» **Directions**: Each line holding the word "sqlx" must appear in the answer, copied from the entries.

#### Supplied material

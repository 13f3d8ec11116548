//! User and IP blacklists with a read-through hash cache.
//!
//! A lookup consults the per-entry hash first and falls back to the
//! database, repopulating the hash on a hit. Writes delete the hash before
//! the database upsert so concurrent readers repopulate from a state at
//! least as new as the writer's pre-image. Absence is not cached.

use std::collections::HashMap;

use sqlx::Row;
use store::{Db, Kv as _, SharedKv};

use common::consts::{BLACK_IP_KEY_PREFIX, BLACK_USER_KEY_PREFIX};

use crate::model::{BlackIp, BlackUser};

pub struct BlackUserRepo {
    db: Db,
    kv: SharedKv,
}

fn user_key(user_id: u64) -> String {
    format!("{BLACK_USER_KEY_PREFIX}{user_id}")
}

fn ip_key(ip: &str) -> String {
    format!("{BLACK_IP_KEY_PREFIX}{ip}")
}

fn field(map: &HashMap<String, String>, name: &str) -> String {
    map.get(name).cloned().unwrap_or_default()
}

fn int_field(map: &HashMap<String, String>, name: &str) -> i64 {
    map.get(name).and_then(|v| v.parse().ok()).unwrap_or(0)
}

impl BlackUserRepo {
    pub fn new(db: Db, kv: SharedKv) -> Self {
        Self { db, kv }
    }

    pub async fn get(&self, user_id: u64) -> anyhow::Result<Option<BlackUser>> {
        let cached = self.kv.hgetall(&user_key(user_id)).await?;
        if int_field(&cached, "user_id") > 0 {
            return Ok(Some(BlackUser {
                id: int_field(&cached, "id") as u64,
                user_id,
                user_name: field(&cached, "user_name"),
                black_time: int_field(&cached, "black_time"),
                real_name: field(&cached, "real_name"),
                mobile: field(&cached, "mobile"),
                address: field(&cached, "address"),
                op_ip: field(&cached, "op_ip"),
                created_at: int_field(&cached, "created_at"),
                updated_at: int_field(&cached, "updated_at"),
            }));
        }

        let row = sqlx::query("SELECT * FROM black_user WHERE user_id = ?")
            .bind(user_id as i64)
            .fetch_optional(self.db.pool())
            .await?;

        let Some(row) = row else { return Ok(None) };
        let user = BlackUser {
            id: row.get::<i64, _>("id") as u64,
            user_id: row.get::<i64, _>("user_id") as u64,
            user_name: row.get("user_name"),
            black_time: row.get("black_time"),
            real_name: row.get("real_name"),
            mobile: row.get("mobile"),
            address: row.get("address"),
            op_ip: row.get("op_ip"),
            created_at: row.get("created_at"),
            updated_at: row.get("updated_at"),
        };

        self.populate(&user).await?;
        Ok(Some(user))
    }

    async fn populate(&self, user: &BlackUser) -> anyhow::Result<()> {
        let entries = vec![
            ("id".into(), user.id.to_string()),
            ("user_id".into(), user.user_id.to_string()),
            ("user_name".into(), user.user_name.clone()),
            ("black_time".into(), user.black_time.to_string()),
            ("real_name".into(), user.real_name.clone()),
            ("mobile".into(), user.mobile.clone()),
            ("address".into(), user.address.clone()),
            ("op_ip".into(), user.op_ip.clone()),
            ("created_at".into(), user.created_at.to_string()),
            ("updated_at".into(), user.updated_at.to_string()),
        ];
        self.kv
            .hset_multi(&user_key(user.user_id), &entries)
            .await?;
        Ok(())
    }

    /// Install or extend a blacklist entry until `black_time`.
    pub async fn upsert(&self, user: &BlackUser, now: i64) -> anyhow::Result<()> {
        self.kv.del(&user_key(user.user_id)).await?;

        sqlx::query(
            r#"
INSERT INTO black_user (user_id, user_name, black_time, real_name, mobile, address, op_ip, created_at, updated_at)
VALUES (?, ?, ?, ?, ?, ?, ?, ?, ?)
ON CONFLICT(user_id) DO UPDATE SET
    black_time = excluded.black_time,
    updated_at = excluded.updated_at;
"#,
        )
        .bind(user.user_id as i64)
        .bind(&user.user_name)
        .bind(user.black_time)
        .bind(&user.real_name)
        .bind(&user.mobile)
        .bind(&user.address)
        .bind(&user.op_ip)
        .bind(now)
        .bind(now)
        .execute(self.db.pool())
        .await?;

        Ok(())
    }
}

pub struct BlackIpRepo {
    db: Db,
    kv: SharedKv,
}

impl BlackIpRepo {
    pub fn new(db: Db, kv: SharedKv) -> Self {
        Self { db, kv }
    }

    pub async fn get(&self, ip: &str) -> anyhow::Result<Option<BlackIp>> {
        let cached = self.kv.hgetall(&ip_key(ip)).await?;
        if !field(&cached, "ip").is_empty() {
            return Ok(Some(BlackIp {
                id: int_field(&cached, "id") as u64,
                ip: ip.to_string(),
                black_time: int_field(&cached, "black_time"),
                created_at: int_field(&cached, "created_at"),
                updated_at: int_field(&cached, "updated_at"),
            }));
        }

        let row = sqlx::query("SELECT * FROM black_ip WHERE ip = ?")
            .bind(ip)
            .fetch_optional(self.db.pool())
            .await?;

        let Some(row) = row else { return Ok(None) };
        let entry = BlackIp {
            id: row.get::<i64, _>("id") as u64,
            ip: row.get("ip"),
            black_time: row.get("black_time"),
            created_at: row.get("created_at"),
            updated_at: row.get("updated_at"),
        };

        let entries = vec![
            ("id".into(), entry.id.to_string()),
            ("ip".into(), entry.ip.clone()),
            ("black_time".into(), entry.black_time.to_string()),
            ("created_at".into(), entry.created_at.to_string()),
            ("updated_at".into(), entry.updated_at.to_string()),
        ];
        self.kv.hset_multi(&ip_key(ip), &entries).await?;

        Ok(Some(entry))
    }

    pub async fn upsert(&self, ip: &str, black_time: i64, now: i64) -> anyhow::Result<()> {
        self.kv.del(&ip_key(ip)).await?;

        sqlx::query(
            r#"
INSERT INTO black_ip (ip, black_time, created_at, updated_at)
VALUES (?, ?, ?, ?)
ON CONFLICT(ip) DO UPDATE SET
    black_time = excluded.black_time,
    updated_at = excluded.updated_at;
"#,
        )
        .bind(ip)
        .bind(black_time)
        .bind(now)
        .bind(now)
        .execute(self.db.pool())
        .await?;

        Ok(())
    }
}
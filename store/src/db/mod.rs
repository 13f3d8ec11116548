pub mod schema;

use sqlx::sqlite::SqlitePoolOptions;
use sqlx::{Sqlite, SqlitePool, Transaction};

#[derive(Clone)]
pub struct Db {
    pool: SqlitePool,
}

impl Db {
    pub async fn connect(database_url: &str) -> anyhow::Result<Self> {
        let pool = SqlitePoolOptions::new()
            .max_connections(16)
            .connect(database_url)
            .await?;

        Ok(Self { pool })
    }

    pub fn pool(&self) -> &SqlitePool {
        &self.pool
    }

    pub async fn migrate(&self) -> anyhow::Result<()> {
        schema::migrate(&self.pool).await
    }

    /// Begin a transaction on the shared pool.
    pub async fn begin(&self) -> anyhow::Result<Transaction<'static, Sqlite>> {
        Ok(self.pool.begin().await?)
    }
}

########

» **Exercise result**:
use sqlx::Row;
        let row = sqlx::query("SELECT * FROM black_user WHERE user_id = ?")
        sqlx::query(
        let row = sqlx::query("SELECT * FROM black_ip WHERE ip = ?")
        sqlx::query(
use sqlx::sqlite::SqlitePoolOptions;
use sqlx::{Sqlite, SqlitePool, Transaction};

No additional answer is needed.